She tried to speak, but only unintelligible grunts came out of her broken jaw. He gripped her hair even tighter and twisted her head.
“If you can’t talk, point, you cunt,” he growled in her ear.
Her trembling hand pointed at the laboratory, where a single light was burning in Mengele’s office. She clutched at his grimy shirt as he began to pull away and shook her head desperately, her shiny eyes imploring him to stay. He shook her off and grimly tied her to the chair, gagging her mouth with a strip of her shirt.
He dragged her bound and moaning body back into the metal shed and closed the door. Then he began running toward the laboratory, his black figure almost invisible in the shadows of evening. Every step was agony, his brain burning with the high fever from the ant bites, but Caine was beyond mere pain. He was the hunter, closing on his prey.
As he approached the laboratory, he could hear the lilting sound of a violin playing the “Blue Danube” waltz. A mosquito bit his neck and he could have laughed because he scarcely felt it. He stopped to catch his breath in the shadow of the laboratory, then cautiously tiptoed to the lighted window and carefully peered inside through the screen. Mengele was standing near the desk, his eyes closed, playing his violin for Guenther and Helga, who were seated side by side on folding chairs, their faces rapt with the sentimentality of the music. Caine began to tiptoe around the building toward the front door. He had no plan, only the single consuming thought: kill Mengele.
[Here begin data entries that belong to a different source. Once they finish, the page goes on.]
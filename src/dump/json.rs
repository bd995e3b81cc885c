//! JSON rendering: one document per line, tagged with the protocol.

use std::io::{self, Write};

use log::warn;

use super::consumer::Consumer;
use crate::decoding::{ipfix, netflow1, netflow5, netflow6, netflow7, netflow9, Message};

pub struct JsonDump<W: Write> {
    writer: W,
}

impl JsonDump<io::Stdout> {
    pub fn stdout() -> Self {
        Self::new(io::stdout())
    }
}

impl<W: Write> JsonDump<W> {
    pub fn new(writer: W) -> Self {
        Self { writer }
    }

    pub fn into_inner(self) -> W {
        self.writer
    }

    /// Writes `message` as `{"protocol": ..., "packet": ...}` on one line.
    fn emit(&mut self, message: Message) {
        let result = serde_json::to_writer(&mut self.writer, &message)
            .map_err(io::Error::from)
            .and_then(|_| self.writer.write_all(b"\n"))
            .and_then(|_| self.writer.flush());
        if let Err(e) = result {
            warn!("Failed to write version {} JSON dump: {}", message.version(), e);
        }
    }
}

impl<W: Write> Consumer for JsonDump<W> {
    fn netflow_v1(&mut self, packet: netflow1::Packet) {
        self.emit(Message::NetflowV1(packet));
    }

    fn netflow_v5(&mut self, packet: netflow5::Packet) {
        self.emit(Message::NetflowV5(packet));
    }

    fn netflow_v6(&mut self, packet: netflow6::Packet) {
        self.emit(Message::NetflowV6(packet));
    }

    fn netflow_v7(&mut self, packet: netflow7::Packet) {
        self.emit(Message::NetflowV7(packet));
    }

    fn netflow_v9(&mut self, packet: netflow9::Packet) {
        self.emit(Message::NetflowV9(packet));
    }

    fn ipfix(&mut self, message: ipfix::Message) {
        self.emit(Message::Ipfix(message));
    }
}
//! Flow-export wire decoding.
//!
//! This module turns one datagram payload into one typed [`Message`],
//! consulting and updating the exporter's [`Session`] for template-based
//! versions. Version detection happens in [`FlowDecoder`]; each version has
//! its own parser module.
//!
//! Supported versions:
//! - `netflow1`, `netflow5`, `netflow6`, `netflow7`: fixed-format records.
//! - `netflow9`, `ipfix`: template-defined records, templates kept per session.
//!
//! [`Session`]: crate::session_management::session::Session

pub mod decoder;
pub mod elements;
pub mod ipfix;
pub mod message;
pub mod netflow1;
pub mod netflow5;
pub mod netflow6;
pub mod netflow7;
pub mod netflow9;
pub mod reader;
pub mod template;
#[cfg(test)]
pub(crate) mod testutil;

pub use decoder::{FlowDecoder, WireDecoder};
pub use message::Message;
//! Datagram reception and dispatch.
//!
//! - `dispatcher`: per-datagram protocol: exporter lookup, decode, route.
//! - `network_listener`: socket setup and the receive loop driving the dispatcher.
//! - `types`: outcomes and counters reported by the dispatcher.

pub mod dispatcher;
pub mod network_listener;
pub mod types;

pub use dispatcher::Dispatcher;
pub use network_listener::NetworkListener;
pub use types::{DispatchStats, Outcome};
//! NetFlow version 9 (RFC 3954).
//!
//! Flowset 0 announces templates, flowset 1 options templates, and ids from
//! 256 up carry data records laid out by a previously announced template.
//! Templates are scoped by the header's source id and persist in the
//! exporter's [`TemplateCache`] across packets.

use serde::Serialize;

use super::reader::ByteReader;
use super::template::{
    FieldSpecifier, FlowSet, Template, TemplateCache, MIN_DATA_SET_ID,
};
use crate::error_handling::types::DecodeError;

pub const VERSION: u16 = 9;
pub const HEADER_SIZE: usize = 20;
pub const TEMPLATE_FLOWSET_ID: u16 = 0;
pub const OPTIONS_TEMPLATE_FLOWSET_ID: u16 = 1;

#[derive(Debug, Clone, PartialEq, Eq, Serialize)]
pub struct Header {
    pub version: u16,
    pub count: u16,
    pub sys_uptime: u32,
    pub unix_secs: u32,
    pub sequence: u32,
    pub source_id: u32,
}

#[derive(Debug, Clone, PartialEq, Eq, Serialize)]
pub struct Packet {
    pub header: Header,
    pub flow_sets: Vec<FlowSet>,
}

pub fn decode(data: &[u8], templates: &mut TemplateCache) -> Result<Packet, DecodeError> {
    let mut r = ByteReader::new(data);
    let header = Header {
        version: r.u16("netflow v9 header")?,
        count: r.u16("netflow v9 header")?,
        sys_uptime: r.u32("netflow v9 header")?,
        unix_secs: r.u32("netflow v9 header")?,
        sequence: r.u32("netflow v9 header")?,
        source_id: r.u32("netflow v9 header")?,
    };
    if header.version != VERSION {
        return Err(DecodeError::UnsupportedVersion(header.version));
    }

    let mut flow_sets = Vec::new();
    while r.remaining() >= 4 {
        let id = r.u16("flowset header")?;
        let length = usize::from(r.u16("flowset header")?);
        if length < 4 {
            return Err(DecodeError::InvalidLength(format!(
                "flowset {} declares length {}",
                id, length
            )));
        }
        let body = r.sub(length - 4, "flowset body")?;

        match id {
            TEMPLATE_FLOWSET_ID => flow_sets.push(FlowSet::Templates {
                templates: read_templates(body, header.source_id, templates)?,
            }),
            OPTIONS_TEMPLATE_FLOWSET_ID => flow_sets.push(FlowSet::OptionsTemplates {
                templates: read_options_templates(body, header.source_id, templates)?,
            }),
            template_id if template_id >= MIN_DATA_SET_ID => {
                let template = templates.get(&(header.source_id, template_id)).ok_or(
                    DecodeError::UnknownTemplate {
                        domain: header.source_id,
                        template_id,
                    },
                )?;
                flow_sets.push(FlowSet::Data {
                    template_id,
                    records: template.decode_records(body, false)?,
                });
            }
            // 2..=255 are reserved; skip them.
            _ => {}
        }
    }

    Ok(Packet { header, flow_sets })
}

fn read_templates(
    mut body: ByteReader<'_>,
    source_id: u32,
    cache: &mut TemplateCache,
) -> Result<Vec<Template>, DecodeError> {
    let mut learned = Vec::new();
    while body.remaining() >= 4 {
        let id = body.u16("template record")?;
        let field_count = usize::from(body.u16("template record")?);
        if id < MIN_DATA_SET_ID {
            break;
        }
        if field_count == 0 {
            return Err(DecodeError::InvalidTemplate(format!(
                "template {} has no fields",
                id
            )));
        }
        let template = Template {
            id,
            scope_field_count: 0,
            fields: Template::read_fields(&mut body, field_count, false)?,
        };
        cache.insert((source_id, id), template.clone());
        learned.push(template);
    }
    Ok(learned)
}

fn read_options_templates(
    mut body: ByteReader<'_>,
    source_id: u32,
    cache: &mut TemplateCache,
) -> Result<Vec<Template>, DecodeError> {
    let mut learned = Vec::new();
    while body.remaining() >= 6 {
        let id = body.u16("options template record")?;
        let scope_length = usize::from(body.u16("options template record")?);
        let option_length = usize::from(body.u16("options template record")?);
        if id < MIN_DATA_SET_ID {
            break;
        }
        if scope_length % 4 != 0 || option_length % 4 != 0 || scope_length + option_length == 0 {
            return Err(DecodeError::InvalidTemplate(format!(
                "options template {} has scope length {} and option length {}",
                id, scope_length, option_length
            )));
        }
        let mut fields: Vec<FieldSpecifier> =
            Template::read_fields(&mut body, scope_length / 4, false)?;
        fields.extend(Template::read_fields(&mut body, option_length / 4, false)?);
        let template = Template {
            id,
            scope_field_count: scope_length / 4,
            fields,
        };
        cache.insert((source_id, id), template.clone());
        learned.push(template);
    }
    Ok(learned)
}
use log::{error, info};
use nf_dump::configuration::Config;
use nf_dump::controller::Controller;

#[tokio::main(flavor = "current_thread")]
async fn main() {
    env_logger::Builder::from_default_env()
        .filter_level(log::LevelFilter::Info)
        .parse_default_env()
        .format_target(false)
        .init();

    let config = match Config::from_args() {
        Ok(config) => config,
        Err(e) => {
            error!("Invalid configuration: {}", e);
            std::process::exit(1);
        }
    };

    let controller = match Controller::new(config) {
        Ok(controller) => controller,
        Err(e) => {
            error!("Unable to create a controller instance: {}, exiting...", e);
            std::process::exit(1);
        }
    };

    let shutdown = async {
        if let Err(e) = tokio::signal::ctrl_c().await {
            error!("Unable to listen for shutdown signal: {}", e);
            std::future::pending::<()>().await;
        }
    };

    match controller.run(shutdown).await {
        Ok(stats) => info!(
            "Stopped: {} datagrams ({} bytes), {} routed, {} decode errors, {} read errors, {} sessions evicted",
            stats.datagrams,
            stats.bytes,
            stats.routed,
            stats.decode_errors,
            stats.read_errors,
            stats.evicted
        ),
        Err(e) => {
            error!("Error occured in the controller process: {}, exiting...", e);
            std::process::exit(1);
        }
    }
}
He crept as silently as a shadow up on the porch and opened the screen door. The sound of the music was stronger now and it reminded him of Wasserman’s story, about how Mengele had ordered the inmate orchestra to play Strauss waltzes as the Jews were led to the gas chambers. His mind barely had time to register the fact that the sound of his footsteps was covered by the music before he was moving quickly through the doorway into the office.
Mengele saw him first and froze, his face a mask of shock and horror. Caine’s blood-splotched face, glittering green eyes, and savage, implacable movement gave him the appearance of a specter from hell. He moved irresistibly toward Mengele, who began to back away in terror against the desk. Caine’s first move was a spinning round kick that caught Guenther in the back, knocking him to the floor.
Helga sprang for a table against the wall and grabbed a scalpel, whirling to face Caine. As he moved toward her, she slashed at his face with the blade. Automatically Caine went into one of the sequences Koenig had rehearsed them in, over and over, till they could do it in their sleep. He blocked the slash with his left forearm and kicked savagely at Helga’s midsection, staggering her against the table. She tried to block the right hand chop he aimed at her temple, leaving her left side open, and he finished her with a lightning left uppercut to the ribs. He felt the rib crack under the rubbery layer of fat and whirled to face Mengele as she sank to the floor, but by that time Guenther had a massive forearm locked around Cain’s neck in a choke hold from behind. Caine immediately unlocked his knees and sank down, grabbing Guenther’s forearm with both his hands. Then he bent forward at the waist with a sudden jerk, sending Guenther flying over his head and toward the wall. Guenther’s head cracked against the edge of the table and he collapsed in a heap on the floor, like a puppet whose strings have been cut. His neck was broken.
Mengele was fumbling at a desk drawer, probably for a gun, but before he could grab it, Caine had lunged across the desk, his fist smashing against Mengele’s shoulder and knocking him against the wall. Mengele cowered against the wall as Caine stalked him, their eyes locked on one another.
“Nein, bitte,” Mengele whimpered. “I can make you a rich man, a million—” and threw a clumsy right hook at Caine’s head.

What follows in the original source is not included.